### TASK
Search the data for "TwitchPlatform". Each line containing it is to be copied.

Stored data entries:
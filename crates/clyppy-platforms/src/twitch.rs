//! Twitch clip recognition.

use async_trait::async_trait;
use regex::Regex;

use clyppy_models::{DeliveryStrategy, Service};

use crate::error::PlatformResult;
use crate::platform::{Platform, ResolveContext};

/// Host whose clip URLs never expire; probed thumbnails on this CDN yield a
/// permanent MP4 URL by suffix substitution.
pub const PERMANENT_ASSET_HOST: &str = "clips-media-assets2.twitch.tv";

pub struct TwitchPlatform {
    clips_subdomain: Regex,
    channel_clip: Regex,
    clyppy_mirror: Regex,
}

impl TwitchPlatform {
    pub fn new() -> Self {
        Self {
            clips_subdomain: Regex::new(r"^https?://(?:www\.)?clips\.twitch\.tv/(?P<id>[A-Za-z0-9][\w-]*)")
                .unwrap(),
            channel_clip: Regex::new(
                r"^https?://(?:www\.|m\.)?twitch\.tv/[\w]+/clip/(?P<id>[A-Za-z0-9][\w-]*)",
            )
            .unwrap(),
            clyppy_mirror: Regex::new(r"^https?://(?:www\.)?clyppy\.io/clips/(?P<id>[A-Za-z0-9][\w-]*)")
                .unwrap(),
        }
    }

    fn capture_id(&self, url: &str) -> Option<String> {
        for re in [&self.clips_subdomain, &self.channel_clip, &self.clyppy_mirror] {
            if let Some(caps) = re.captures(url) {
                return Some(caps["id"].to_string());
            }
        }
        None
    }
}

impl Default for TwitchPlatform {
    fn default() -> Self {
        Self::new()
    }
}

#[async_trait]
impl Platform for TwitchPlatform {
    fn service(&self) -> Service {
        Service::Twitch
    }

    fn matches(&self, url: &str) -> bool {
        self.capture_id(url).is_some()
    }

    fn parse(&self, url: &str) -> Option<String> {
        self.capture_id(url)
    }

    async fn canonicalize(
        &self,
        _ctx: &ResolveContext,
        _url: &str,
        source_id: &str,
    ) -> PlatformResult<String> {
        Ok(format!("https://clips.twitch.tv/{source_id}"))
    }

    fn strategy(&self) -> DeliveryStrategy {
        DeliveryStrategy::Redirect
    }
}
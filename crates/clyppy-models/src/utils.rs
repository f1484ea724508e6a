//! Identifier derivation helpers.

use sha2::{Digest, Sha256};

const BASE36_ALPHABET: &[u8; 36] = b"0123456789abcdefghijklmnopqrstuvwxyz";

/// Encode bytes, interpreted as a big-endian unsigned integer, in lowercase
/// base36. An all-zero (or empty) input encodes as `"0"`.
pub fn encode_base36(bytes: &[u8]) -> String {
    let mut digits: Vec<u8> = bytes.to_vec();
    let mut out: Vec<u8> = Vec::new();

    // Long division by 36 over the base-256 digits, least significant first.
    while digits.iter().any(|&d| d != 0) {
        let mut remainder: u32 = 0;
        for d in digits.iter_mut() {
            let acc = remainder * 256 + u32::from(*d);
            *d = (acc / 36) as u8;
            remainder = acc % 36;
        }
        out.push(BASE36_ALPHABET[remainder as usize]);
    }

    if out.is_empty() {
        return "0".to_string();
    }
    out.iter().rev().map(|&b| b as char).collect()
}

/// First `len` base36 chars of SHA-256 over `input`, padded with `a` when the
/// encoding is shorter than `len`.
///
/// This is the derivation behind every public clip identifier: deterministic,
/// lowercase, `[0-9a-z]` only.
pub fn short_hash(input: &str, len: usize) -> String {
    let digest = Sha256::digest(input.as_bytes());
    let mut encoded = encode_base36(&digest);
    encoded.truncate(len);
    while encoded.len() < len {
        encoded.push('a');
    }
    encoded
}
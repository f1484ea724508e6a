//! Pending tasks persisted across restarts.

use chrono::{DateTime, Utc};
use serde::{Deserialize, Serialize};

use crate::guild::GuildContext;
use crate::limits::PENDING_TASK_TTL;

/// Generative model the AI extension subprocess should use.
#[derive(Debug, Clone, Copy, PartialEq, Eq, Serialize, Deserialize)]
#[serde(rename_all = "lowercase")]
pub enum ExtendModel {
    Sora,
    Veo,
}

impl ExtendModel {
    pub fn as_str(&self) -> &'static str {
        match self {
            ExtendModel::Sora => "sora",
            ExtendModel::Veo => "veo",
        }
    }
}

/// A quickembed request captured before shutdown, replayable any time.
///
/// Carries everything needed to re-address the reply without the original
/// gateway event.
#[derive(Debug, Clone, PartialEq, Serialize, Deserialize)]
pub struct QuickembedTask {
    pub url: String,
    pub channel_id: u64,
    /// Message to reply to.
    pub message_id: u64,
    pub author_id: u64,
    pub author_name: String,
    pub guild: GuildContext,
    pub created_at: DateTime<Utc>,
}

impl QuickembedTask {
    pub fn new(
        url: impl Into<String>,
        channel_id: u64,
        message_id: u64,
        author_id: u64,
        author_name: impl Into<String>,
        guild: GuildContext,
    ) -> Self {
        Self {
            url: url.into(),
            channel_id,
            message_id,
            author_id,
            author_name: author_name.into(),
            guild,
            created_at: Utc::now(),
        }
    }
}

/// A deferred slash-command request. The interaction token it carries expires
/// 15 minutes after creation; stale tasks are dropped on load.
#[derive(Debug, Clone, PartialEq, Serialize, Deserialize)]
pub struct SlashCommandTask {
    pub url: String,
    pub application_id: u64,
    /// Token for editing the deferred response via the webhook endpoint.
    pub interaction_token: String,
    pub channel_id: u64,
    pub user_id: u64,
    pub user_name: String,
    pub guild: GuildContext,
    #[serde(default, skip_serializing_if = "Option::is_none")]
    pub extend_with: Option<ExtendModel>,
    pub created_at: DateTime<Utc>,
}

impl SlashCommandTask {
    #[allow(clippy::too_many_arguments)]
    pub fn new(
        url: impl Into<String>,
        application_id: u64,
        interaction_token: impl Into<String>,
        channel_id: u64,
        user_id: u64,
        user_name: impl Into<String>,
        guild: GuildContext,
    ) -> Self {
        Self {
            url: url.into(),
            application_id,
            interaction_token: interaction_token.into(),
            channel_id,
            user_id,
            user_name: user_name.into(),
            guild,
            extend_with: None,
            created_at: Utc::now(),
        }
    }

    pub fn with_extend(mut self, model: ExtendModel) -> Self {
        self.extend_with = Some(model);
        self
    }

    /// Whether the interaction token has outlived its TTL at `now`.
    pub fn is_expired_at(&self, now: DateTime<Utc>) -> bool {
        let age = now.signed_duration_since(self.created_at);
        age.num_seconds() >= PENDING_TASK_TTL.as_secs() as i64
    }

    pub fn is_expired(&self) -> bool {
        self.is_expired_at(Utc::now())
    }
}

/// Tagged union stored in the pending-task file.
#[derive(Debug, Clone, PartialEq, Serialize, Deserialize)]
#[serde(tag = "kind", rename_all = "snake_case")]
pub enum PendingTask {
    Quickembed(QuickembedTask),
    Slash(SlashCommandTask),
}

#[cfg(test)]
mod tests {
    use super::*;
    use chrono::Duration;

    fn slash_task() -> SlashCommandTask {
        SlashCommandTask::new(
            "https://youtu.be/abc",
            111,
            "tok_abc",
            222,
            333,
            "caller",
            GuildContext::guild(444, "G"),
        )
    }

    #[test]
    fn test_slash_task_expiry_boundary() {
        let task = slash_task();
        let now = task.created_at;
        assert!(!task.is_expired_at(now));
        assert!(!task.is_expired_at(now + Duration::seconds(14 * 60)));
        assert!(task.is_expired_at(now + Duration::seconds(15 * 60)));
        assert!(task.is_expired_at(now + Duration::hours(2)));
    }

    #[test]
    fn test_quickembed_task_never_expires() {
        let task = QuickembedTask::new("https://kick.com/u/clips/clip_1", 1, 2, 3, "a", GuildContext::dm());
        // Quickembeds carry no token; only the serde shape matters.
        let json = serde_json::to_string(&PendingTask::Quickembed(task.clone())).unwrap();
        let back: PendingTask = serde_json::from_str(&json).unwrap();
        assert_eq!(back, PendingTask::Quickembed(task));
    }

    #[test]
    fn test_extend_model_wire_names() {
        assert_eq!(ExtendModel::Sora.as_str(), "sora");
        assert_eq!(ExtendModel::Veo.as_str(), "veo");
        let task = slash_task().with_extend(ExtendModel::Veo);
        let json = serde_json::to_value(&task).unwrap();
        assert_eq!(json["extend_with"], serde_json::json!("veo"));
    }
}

### EXPECTED ANSWER
pub struct TwitchPlatform {
impl TwitchPlatform {
impl Default for TwitchPlatform {
impl Platform for TwitchPlatform {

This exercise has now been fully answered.